İşin ‘derbi’ boyutunda ise her iki takımın hanelerine yazdıracakları yeni bir galibiyetin arayışı var elbet...
Ben ise derbiden çok meselenin Roberto Mancini kısmındayım. Malum, İtalyan teknik adam için başta ‘Galatasaray basını’ olmak üzere, çoktan kalemler kırıldı, iş uygulamaya kaldı.
Arena’da alınacak bir mağlubiyet bu süreci hızlandırabilir, galibiyet ise 49 yaşındaki çalıştırıcıya bakışı değiştirmez; sadece ayrılık fikrini ve eylemini ‘şimdilik’ olması kaydıyla erteler...

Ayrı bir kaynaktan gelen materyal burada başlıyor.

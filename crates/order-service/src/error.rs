//! 订单服务错误类型定义

use axum::http::StatusCode;
use axum::response::{IntoResponse, Response};
use order_shared::error::MessagingError;
use serde_json::json;

use crate::models::OrderStatus;

/// 订单服务错误类型
#[derive(Debug, thiserror::Error)]
pub enum OrderError {
    #[error("订单不存在: {0}")]
    OrderNotFound(String),

    #[error("参数验证失败: {0}")]
    Validation(String),

    #[error("订单状态不允许变更: order_id={order_id}, {from} -> {to}")]
    InvalidTransition {
        order_id: String,
        from: OrderStatus,
        to: OrderStatus,
    },

    // 系统错误
    #[error("数据库错误: {0}")]
    Database(#[from] sqlx::Error),
    #[error("存储错误: {0}")]
    Storage(String),
    #[error("消息发布错误: {0}")]
    Messaging(#[from] MessagingError),
    #[error("序列化错误: {0}")]
    Serialization(#[from] serde_json::Error),
}

impl OrderError {
    /// 返回对应的 HTTP 状态码
    ///
    /// 非法取消沿用线上既有行为返回 500。
    pub fn status_code(&self) -> StatusCode {
        match self {
            Self::OrderNotFound(_) => StatusCode::NOT_FOUND,
            Self::Validation(_) => StatusCode::BAD_REQUEST,
            Self::InvalidTransition { .. }
            | Self::Database(_)
            | Self::Storage(_)
            | Self::Messaging(_)
            | Self::Serialization(_) => StatusCode::INTERNAL_SERVER_ERROR,
        }
    }

    /// 返回错误码（用于 API 响应）
    pub fn error_code(&self) -> &'static str {
        match self {
            Self::OrderNotFound(_) => "ORDER_NOT_FOUND",
            Self::Validation(_) => "VALIDATION_ERROR",
            Self::InvalidTransition { .. } => "INVALID_STATUS_TRANSITION",
            Self::Database(_) => "DATABASE_ERROR",
            Self::Storage(_) => "STORAGE_ERROR",
            Self::Messaging(_) => "MESSAGING_ERROR",
            Self::Serialization(_) => "SERIALIZATION_ERROR",
        }
    }

    /// 是否为存储层错误
    pub fn is_storage(&self) -> bool {
        matches!(self, Self::Database(_) | Self::Storage(_))
    }
}

impl IntoResponse for OrderError {
    fn into_response(self) -> Response {
        let status = self.status_code();

        // 系统级错误只返回通用提示，详细信息仅记录日志
        let message = match &self {
            e if e.is_storage() => {
                tracing::error!(error = %e, "存储操作失败");
                "服务内部错误，请稍后重试".to_string()
            }
            Self::Messaging(e) => {
                tracing::error!(error = %e, "消息发布失败");
                "服务内部错误，请稍后重试".to_string()
            }
            Self::Serialization(e) => {
                tracing::error!(error = %e, "序列化失败");
                "服务内部错误，请稍后重试".to_string()
            }
            other => other.to_string(),
        };

        let body = json!({
            "success": false,
            "code": self.error_code(),
            "message": message,
            "data": serde_json::Value::Null
        });

        (status, axum::Json(body)).into_response()
    }
}

/// 从 validator 错误转换
impl From<validator::ValidationErrors> for OrderError {
    fn from(errors: validator::ValidationErrors) -> Self {
        Self::Validation(errors.to_string())
    }
}

/// 服务层 Result 类型别名
pub type Result<T> = std::result::Result<T, OrderError>;
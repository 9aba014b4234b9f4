//! 订单事件领域处理器

use async_trait::async_trait;
use order_shared::events::{OrderEventEnvelope, OrderEventType};
use tracing::info;

use crate::error::NotificationError;

/// 订单事件处理器
///
/// 返回错误时该消息会被拒绝，是否重新入队由消费端的拒绝策略决定。
#[cfg_attr(test, mockall::automock)]
#[async_trait]
pub trait EventHandler: Send + Sync {
    /// `event_type` 由 routing key 推导，未知的 routing key 为 None
    async fn handle(
        &self,
        event_type: Option<OrderEventType>,
        routing_key: &str,
        event: &OrderEventEnvelope,
    ) -> Result<(), NotificationError>;
}

/// 默认处理器：记录事件后继续
#[derive(Debug, Default, Clone, Copy)]
pub struct LoggingEventHandler;

#[async_trait]
impl EventHandler for LoggingEventHandler {
    async fn handle(
        &self,
        event_type: Option<OrderEventType>,
        routing_key: &str,
        event: &OrderEventEnvelope,
    ) -> Result<(), NotificationError> {
        let event_type = event_type.map_or_else(|| "Unknown".to_string(), |t| t.to_string());
        info!(
            event_type = %event_type,
            routing_key,
            event_id = %event.event_id,
            order_id = %event.order_id,
            user_id = %event.user_id,
            timestamp = %event.timestamp,
            fields = %serde_json::Value::Object(event.fields.clone()),
            "收到订单事件"
        );
        Ok(())
    }
}
//! 仓储 Trait 定义
//!
//! 服务层依赖抽象而非具体实现，支持 mock 测试

use async_trait::async_trait;

use crate::error::Result;
use crate::models::{Order, OrderStatus, OrderedProduct};

/// 订单仓储接口
#[cfg_attr(test, mockall::automock)]
#[async_trait]
pub trait OrderRepositoryTrait: Send + Sync {
    /// 在同一事务中写入订单及其全部商品，任一写入失败时不留下任何记录
    async fn create_order_with_items(&self, order: &Order, items: &[OrderedProduct])
    -> Result<Order>;

    async fn get_order_by_id(&self, id: &str) -> Result<Option<Order>>;

    async fn get_ordered_items_by_order_id(&self, order_id: &str) -> Result<Vec<OrderedProduct>>;

    async fn get_ordered_items_by_order_ids(
        &self,
        order_ids: &[String],
    ) -> Result<Vec<OrderedProduct>>;

    async fn list_orders_by_user(&self, user_id: &str) -> Result<Vec<Order>>;

    async fn list_all_orders(&self) -> Result<Vec<Order>>;

    /// 更新订单状态；订单不存在时返回 `OrderNotFound`
    async fn update_order_status(&self, id: &str, status: OrderStatus) -> Result<()>;
}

Del Bosque, Gerets ve Mancini
Futbol, üst düzeyde oynandığında dünyanın her yerinde sorunlar kuşkusuz aynı kapılara çıkıyor. Büyük takımın derdi de büyük oluyor. Barcelona, Real, Milan, Bayern, Manchester United fark etmiyor.
Bu tür takımların başındaysanız her daim ‘başarı’ sözcüğü size eşlik etmeli. Takım hedeflerden uzaklaştığında teknik direktör koltuğunda oturan kim olursa olsun ‘üç vakte kadar yol görünüyor’dan başka seçenek kalmıyor elde.